IV. Conclusion Based on the foregoing, IT IS HEREBY RECOMMENDED that Plaintiff’s Motion to Amend [#45] be DENIED based on undue delay and undue prejudice. IT IS FURTHER ORDERED that any party may file objections within 14 days of service of this Recommendation. In relevant part, Fed. R. Civ. P. 72(b)(2) provides that, “within 14 days after being served with a copy of the recommended disposition, a party may serve and file specific written objections to the proposed findings and recommendations.
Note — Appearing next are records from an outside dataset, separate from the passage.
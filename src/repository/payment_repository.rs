use async_trait::async_trait;
use chrono::{DateTime, NaiveDate, NaiveDateTime, Utc};
use sqlx::{FromRow, SqlitePool};
use uuid::Uuid;

use crate::{
    domain::{MonthlyPayment, PaymentStatus},
    error::{AppError, Result},
    repository::PaymentRepository,
};

const PAYMENT_COLUMNS: &str = r#"
    id, gym_id, member_id, membership_id, activity_id, amount_cents, status,
    due_date, billing_period, auto_generated, renewal_payment, price_updated,
    previous_price_cents, paid_at, created_at, updated_at
"#;

#[derive(FromRow)]
struct PaymentRow {
    id: String,
    gym_id: String,
    member_id: String,
    membership_id: String,
    activity_id: Option<String>,
    amount_cents: i64,
    status: String,
    due_date: NaiveDate,
    billing_period: String,
    auto_generated: i32,
    renewal_payment: i32,
    price_updated: i32,
    previous_price_cents: Option<i64>,
    paid_at: Option<NaiveDateTime>,
    created_at: NaiveDateTime,
    updated_at: NaiveDateTime,
}

pub(crate) fn parse_payment_status(s: &str) -> Result<PaymentStatus> {
    match s {
        "Pending" => Ok(PaymentStatus::Pending),
        "Overdue" => Ok(PaymentStatus::Overdue),
        "Paid" => Ok(PaymentStatus::Paid),
        _ => Err(AppError::Database(format!("Invalid payment status: {}", s))),
    }
}

pub(crate) fn payment_status_to_str(status: &PaymentStatus) -> &'static str {
    match status {
        PaymentStatus::Pending => "Pending",
        PaymentStatus::Overdue => "Overdue",
        PaymentStatus::Paid => "Paid",
    }
}

pub struct SqlitePaymentRepository {
    pool: SqlitePool,
}

impl SqlitePaymentRepository {
    pub fn new(pool: SqlitePool) -> Self {
        Self { pool }
    }

    fn row_to_payment(row: PaymentRow) -> Result<MonthlyPayment> {
        Ok(MonthlyPayment {
            id: Uuid::parse_str(&row.id).map_err(|e| AppError::Database(e.to_string()))?,
            gym_id: Uuid::parse_str(&row.gym_id).map_err(|e| AppError::Database(e.to_string()))?,
            member_id: Uuid::parse_str(&row.member_id)
                .map_err(|e| AppError::Database(e.to_string()))?,
            membership_id: Uuid::parse_str(&row.membership_id)
                .map_err(|e| AppError::Database(e.to_string()))?,
            activity_id: row
                .activity_id
                .as_deref()
                .map(Uuid::parse_str)
                .transpose()
                .map_err(|e| AppError::Database(e.to_string()))?,
            amount_cents: row.amount_cents,
            status: parse_payment_status(&row.status)?,
            due_date: row.due_date,
            billing_period: row.billing_period,
            auto_generated: row.auto_generated != 0,
            renewal_payment: row.renewal_payment != 0,
            price_updated: row.price_updated != 0,
            previous_price_cents: row.previous_price_cents,
            paid_at: row
                .paid_at
                .map(|dt| DateTime::from_naive_utc_and_offset(dt, Utc)),
            created_at: DateTime::from_naive_utc_and_offset(row.created_at, Utc),
            updated_at: DateTime::from_naive_utc_and_offset(row.updated_at, Utc),
        })
    }
}

#[async_trait]
impl PaymentRepository for SqlitePaymentRepository {
    async fn create(&self, payment: MonthlyPayment) -> Result<MonthlyPayment> {
        let id_str = payment.id.to_string();
        let now = Utc::now().naive_utc();

        sqlx::query(
            r#"
            INSERT INTO monthly_payments (
                id, gym_id, member_id, membership_id, activity_id,
                amount_cents, status, due_date, billing_period,
                auto_generated, renewal_payment, price_updated,
                previous_price_cents, paid_at, created_at, updated_at
            ) VALUES (?, ?, ?, ?, ?, ?, ?, ?, ?, ?, ?, ?, ?, ?, ?, ?)
            "#,
        )
        .bind(&id_str)
        .bind(payment.gym_id.to_string())
        .bind(payment.member_id.to_string())
        .bind(payment.membership_id.to_string())
        .bind(payment.activity_id.map(|a| a.to_string()))
        .bind(payment.amount_cents)
        .bind(payment_status_to_str(&payment.status))
        .bind(payment.due_date)
        .bind(&payment.billing_period)
        .bind(if payment.auto_generated { 1i32 } else { 0i32 })
        .bind(if payment.renewal_payment { 1i32 } else { 0i32 })
        .bind(if payment.price_updated { 1i32 } else { 0i32 })
        .bind(payment.previous_price_cents)
        .bind(payment.paid_at.map(|dt| dt.naive_utc()))
        .bind(now)
        .bind(now)
        .execute(&self.pool)
        .await
        .map_err(|e| AppError::Database(e.to_string()))?;

        self.find_by_id(payment.id)
            .await?
            .ok_or_else(|| AppError::Database("Failed to retrieve created payment".to_string()))
    }

    async fn find_by_id(&self, id: Uuid) -> Result<Option<MonthlyPayment>> {
        let row = sqlx::query_as::<_, PaymentRow>(&format!(
            "SELECT {PAYMENT_COLUMNS} FROM monthly_payments WHERE id = ?"
        ))
        .bind(id.to_string())
        .fetch_optional(&self.pool)
        .await
        .map_err(|e| AppError::Database(e.to_string()))?;

        match row {
            Some(r) => Ok(Some(Self::row_to_payment(r)?)),
            None => Ok(None),
        }
    }

    async fn list_for_member(&self, member_id: Uuid) -> Result<Vec<MonthlyPayment>> {
        let rows = sqlx::query_as::<_, PaymentRow>(&format!(
            "SELECT {PAYMENT_COLUMNS} FROM monthly_payments WHERE member_id = ? ORDER BY due_date DESC"
        ))
        .bind(member_id.to_string())
        .fetch_all(&self.pool)
        .await
        .map_err(|e| AppError::Database(e.to_string()))?;

        rows.into_iter().map(Self::row_to_payment).collect()
    }

    async fn list_for_membership(&self, membership_id: Uuid) -> Result<Vec<MonthlyPayment>> {
        let rows = sqlx::query_as::<_, PaymentRow>(&format!(
            "SELECT {PAYMENT_COLUMNS} FROM monthly_payments WHERE membership_id = ? ORDER BY due_date DESC"
        ))
        .bind(membership_id.to_string())
        .fetch_all(&self.pool)
        .await
        .map_err(|e| AppError::Database(e.to_string()))?;

        rows.into_iter().map(Self::row_to_payment).collect()
    }

    async fn exists_for_period(&self, membership_id: Uuid, billing_period: &str) -> Result<bool> {
        let row: (i64,) = sqlx::query_as(
            r#"
            SELECT COUNT(*) FROM monthly_payments
            WHERE membership_id = ? AND billing_period = ?
            "#,
        )
        .bind(membership_id.to_string())
        .bind(billing_period)
        .fetch_one(&self.pool)
        .await
        .map_err(|e| AppError::Database(e.to_string()))?;

        Ok(row.0 > 0)
    }

    async fn list_overdue(&self, gym_id: Uuid, today: NaiveDate) -> Result<Vec<MonthlyPayment>> {
        // Overdue is derived, not stored: pending and past due as of `today`.
        let rows = sqlx::query_as::<_, PaymentRow>(&format!(
            r#"
            SELECT {PAYMENT_COLUMNS} FROM monthly_payments
            WHERE gym_id = ? AND status = 'Pending' AND due_date < ?
            ORDER BY due_date ASC
            "#
        ))
        .bind(gym_id.to_string())
        .bind(today)
        .fetch_all(&self.pool)
        .await
        .map_err(|e| AppError::Database(e.to_string()))?;

        rows.into_iter().map(Self::row_to_payment).collect()
    }

    async fn mark_paid(&self, id: Uuid) -> Result<MonthlyPayment> {
        let now = Utc::now().naive_utc();

        sqlx::query(
            r#"
            UPDATE monthly_payments
            SET status = 'Paid', paid_at = ?, updated_at = ?
            WHERE id = ?
            "#,
        )
        .bind(now)
        .bind(now)
        .bind(id.to_string())
        .execute(&self.pool)
        .await
        .map_err(|e| AppError::Database(e.to_string()))?;

        self.find_by_id(id)
            .await?
            .ok_or_else(|| AppError::NotFound("Payment not found".to_string()))
    }
}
A party may respond to another party’s objections within 14 days after being served with a copy.” “[A] party’s objections to the magistrate judge’s report and recommendation must be both timely and specific to preserve an issue for de novo review by the district court or for appellate review.” United States v. 2121 E. 30th St, 73 F.3d 1057, 1060 (10th Cir. 1996). The objection must be “sufficiently specific to focus the district court’s attention on the factual and legal issues that are truly in dispute.” /d. “[A] party who fails to make a timely objection to the magistrate judge's findings and recommendations waives appellate review of both factual and legal questions.” Morales- Fernandez v. I.N.S., 418 F.3d 1116, 1119 (10th Cir. 2005).